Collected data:

■ ■ ■ ■ ■ ■ ■

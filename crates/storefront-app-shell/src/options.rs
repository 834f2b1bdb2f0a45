use storefront_api::DEFAULT_API_BASE;
use storefront_state::{APPEAR_DELAY_MILLIS, CART_STORAGE_KEY, DEFAULT_PAGE_SIZE, PHONE_STORAGE_KEY};

pub const ENV_API_BASE: &str = "STOREFRONT_API_BASE";
pub const ENV_PAGE_SIZE: &str = "STOREFRONT_PAGE_SIZE";
pub const ENV_APPEAR_DELAY_MS: &str = "STOREFRONT_APPEAR_DELAY_MS";

#[derive(Debug, Clone, PartialEq, Eq)]
pub struct StorefrontOptions {
    pub api_base: String,
    pub page_size: u32,
    pub appear_delay_millis: u64,
    pub cart_key: String,
    pub phone_key: String,
}

impl Default for StorefrontOptions {
    fn default() -> Self {
        Self {
            api_base: DEFAULT_API_BASE.to_owned(),
            page_size: DEFAULT_PAGE_SIZE,
            appear_delay_millis: APPEAR_DELAY_MILLIS,
            cart_key: CART_STORAGE_KEY.to_owned(),
            phone_key: PHONE_STORAGE_KEY.to_owned(),
        }
    }
}

impl StorefrontOptions {
    pub fn new() -> Self {
        Self::default()
    }

    /// Defaults overlaid with the `STOREFRONT_*` environment variables.
    pub fn from_env() -> Self {
        Self::from_lookup(|name| std::env::var(name).ok())
    }

    /// Like [`from_env`](Self::from_env) with a custom variable source.
    /// Values that fail to parse are ignored with a warning.
    pub fn from_lookup(lookup: impl Fn(&str) -> Option<String>) -> Self {
        let mut options = Self::default();
        if let Some(base) = lookup(ENV_API_BASE).filter(|base| !base.trim().is_empty()) {
            options.api_base = base.trim().to_owned();
        }
        if let Some(size) = parse_var::<u32>(&lookup, ENV_PAGE_SIZE) {
            if size == 0 {
                log::warn!("ignoring {ENV_PAGE_SIZE}=0");
            } else {
                options.page_size = size;
            }
        }
        if let Some(delay) = parse_var::<u64>(&lookup, ENV_APPEAR_DELAY_MS) {
            options.appear_delay_millis = delay;
        }
        options
    }

    pub fn with_api_base(mut self, api_base: impl Into<String>) -> Self {
        self.api_base = api_base.into();
        self
    }

    pub fn with_page_size(mut self, page_size: u32) -> Self {
        self.page_size = page_size;
        self
    }

    pub fn with_appear_delay_millis(mut self, delay: u64) -> Self {
        self.appear_delay_millis = delay;
        self
    }

    pub fn with_cart_key(mut self, key: impl Into<String>) -> Self {
        self.cart_key = key.into();
        self
    }

    pub fn with_phone_key(mut self, key: impl Into<String>) -> Self {
        self.phone_key = key.into();
        self
    }
}

fn parse_var<T: std::str::FromStr>(
    lookup: &impl Fn(&str) -> Option<String>,
    name: &str,
) -> Option<T> {
    let raw = lookup(name)?;
    match raw.trim().parse() {
        Ok(value) => Some(value),
        Err(_) => {
            log::warn!("ignoring unparseable {name}={raw:?}");
            None
        }
    }
}
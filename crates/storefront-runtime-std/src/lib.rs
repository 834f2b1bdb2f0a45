//! `std` services for hosting the storefront runtime on a desktop or
//! server thread: frame signalling that can be poked from I/O threads, a
//! monotonic clock, and JSON file storage.

mod file_storage;

pub use file_storage::FileStorage;

use std::fmt;
use std::sync::atomic::{AtomicBool, Ordering};
use std::sync::{Arc, RwLock};
use std::time::Instant;

use storefront_core::{Clock, Runtime, RuntimeHandle, RuntimeScheduler, Timers};

pub type FrameWaker = Arc<dyn Fn() + Send + Sync + 'static>;

/// Latches frame requests for the host loop. Wakers fire on the thread that
/// completed the I/O, so the host can sleep between frames.
#[derive(Default)]
pub struct StdScheduler {
    pending: AtomicBool,
    waker: RwLock<Option<FrameWaker>>,
}

impl StdScheduler {
    pub fn take_frame_request(&self) -> bool {
        self.pending.swap(false, Ordering::SeqCst)
    }

    pub fn set_frame_waker(&self, waker: impl Fn() + Send + Sync + 'static) {
        match self.waker.write() {
            Ok(mut slot) => *slot = Some(Arc::new(waker)),
            Err(_) => log::warn!("frame waker lock poisoned; waker not installed"),
        }
    }

    pub fn clear_frame_waker(&self) {
        if let Ok(mut slot) = self.waker.write() {
            slot.take();
        }
    }
}

impl fmt::Debug for StdScheduler {
    fn fmt(&self, f: &mut fmt::Formatter<'_>) -> fmt::Result {
        let has_waker = self.waker.read().map(|slot| slot.is_some()).unwrap_or(false);
        f.debug_struct("StdScheduler")
            .field("pending", &self.pending.load(Ordering::SeqCst))
            .field("has_waker", &has_waker)
            .finish()
    }
}

impl RuntimeScheduler for StdScheduler {
    fn schedule_frame(&self) {
        self.pending.store(true, Ordering::SeqCst);
        let waker = self.waker.read().ok().and_then(|slot| slot.clone());
        if let Some(waker) = waker {
            waker();
        }
    }
}

#[derive(Debug, Default, Clone, Copy)]
pub struct StdClock;

impl Clock for StdClock {
    type Instant = Instant;

    fn now(&self) -> Instant {
        Instant::now()
    }

    fn elapsed_millis(&self, since: Instant) -> u64 {
        u64::try_from(since.elapsed().as_millis()).unwrap_or(u64::MAX)
    }
}

/// A [`Runtime`] wired to [`StdScheduler`], with time measured in
/// milliseconds since construction.
pub struct StdRuntime {
    runtime: Runtime,
    scheduler: Arc<StdScheduler>,
    clock: StdClock,
    started_at: Instant,
}

impl StdRuntime {
    pub fn new() -> Self {
        let scheduler = Arc::new(StdScheduler::default());
        let clock = StdClock;
        Self {
            runtime: Runtime::new(scheduler.clone()),
            scheduler,
            started_at: clock.now(),
            clock,
        }
    }

    pub fn runtime_handle(&self) -> RuntimeHandle {
        self.runtime.handle()
    }

    pub fn timers(&self) -> Timers {
        self.runtime.timers()
    }

    pub fn elapsed_millis(&self) -> u64 {
        self.clock.elapsed_millis(self.started_at)
    }

    pub fn take_frame_request(&self) -> bool {
        self.scheduler.take_frame_request()
    }

    pub fn set_frame_waker(&self, waker: impl Fn() + Send + Sync + 'static) {
        self.scheduler.set_frame_waker(waker);
    }

    pub fn clear_frame_waker(&self) {
        self.scheduler.clear_frame_waker();
    }

    /// Fires timers due by `now_millis`, then drains tasks and ready
    /// futures until nothing is runnable.
    pub fn drive(&self, now_millis: u64) {
        let handle = self.runtime.handle();
        handle.drain_timers(now_millis);
        handle.drain_tasks();
    }
}

impl Default for StdRuntime {
    fn default() -> Self {
        Self::new()
    }
}

impl fmt::Debug for StdRuntime {
    fn fmt(&self, f: &mut fmt::Formatter<'_>) -> fmt::Result {
        f.debug_struct("StdRuntime")
            .field("scheduler", &self.scheduler)
            .field("elapsed_millis", &self.elapsed_millis())
            .finish()
    }
}
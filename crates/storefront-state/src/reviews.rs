use std::cell::Cell;
use std::rc::Rc;

use storefront_api::{ApiError, Review, ShopApi};
use storefront_core::{MutableState, RuntimeHandle, State};

#[derive(Debug, Clone, PartialEq, Eq)]
pub struct ReviewFeedState {
    pub reviews: Vec<Review>,
    pub loading: bool,
    pub error: Option<String>,
}

impl Default for ReviewFeedState {
    fn default() -> Self {
        Self {
            reviews: Vec::new(),
            loading: true,
            error: None,
        }
    }
}

struct ReviewInner {
    api: Rc<dyn ShopApi>,
    runtime: RuntimeHandle,
    in_flight: Cell<bool>,
    state: MutableState<ReviewFeedState>,
}

impl ReviewInner {
    fn finish(&self, result: Result<Vec<Review>, ApiError>) {
        self.in_flight.set(false);
        self.state.update(|state| {
            match result {
                Ok(reviews) => state.reviews = reviews,
                Err(err) => {
                    log::warn!("reviews failed: {err}");
                    state.error = Some(err.to_string());
                }
            }
            state.loading = false;
        });
    }
}

/// Read-only review list, loaded like a catalog page but in one request.
/// `loading` starts out `true` so the first frame shows a placeholder.
#[derive(Clone)]
pub struct ReviewFeed {
    inner: Rc<ReviewInner>,
}

impl ReviewFeed {
    pub fn new(api: Rc<dyn ShopApi>, runtime: RuntimeHandle) -> Self {
        Self {
            inner: Rc::new(ReviewInner {
                api,
                runtime,
                in_flight: Cell::new(false),
                state: MutableState::new(ReviewFeedState::default()),
            }),
        }
    }

    pub fn load(&self) -> bool {
        if self.inner.in_flight.replace(true) {
            return false;
        }
        self.inner.state.update_if(|state| {
            let changed = !state.loading || state.error.is_some();
            state.loading = true;
            state.error = None;
            changed
        });

        let request = self.inner.api.fetch_reviews();
        let weak = Rc::downgrade(&self.inner);
        let spawned = self.inner.runtime.spawn_local(async move {
            let result = request.await;
            match weak.upgrade() {
                Some(inner) => inner.finish(result),
                None => log::debug!("review feed gone; dropping response"),
            }
        });
        if spawned.is_none() {
            self.inner.in_flight.set(false);
        }
        spawned.is_some()
    }

    /// Fetches the list again, keeping the current reviews until it lands.
    pub fn reload(&self) -> bool {
        self.load()
    }

    pub fn dismiss_error(&self) -> bool {
        self.inner
            .state
            .update_if(|state| state.error.take().is_some())
    }

    pub fn snapshot(&self) -> ReviewFeedState {
        self.inner.state.value()
    }

    pub fn state(&self) -> State<ReviewFeedState> {
        self.inner.state.as_state()
    }
}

■ ■ ■ ■ ■ ■ ■

WORK TO COMPLETE: When a line of the records holds the word "slot", copy that line.

TASK SOLUTION:
            Ok(mut slot) => *slot = Some(Arc::new(waker)),
        if let Ok(mut slot) = self.waker.write() {
            slot.take();
        let has_waker = self.waker.read().map(|slot| slot.is_some()).unwrap_or(false);
        let waker = self.waker.read().ok().and_then(|slot| slot.clone());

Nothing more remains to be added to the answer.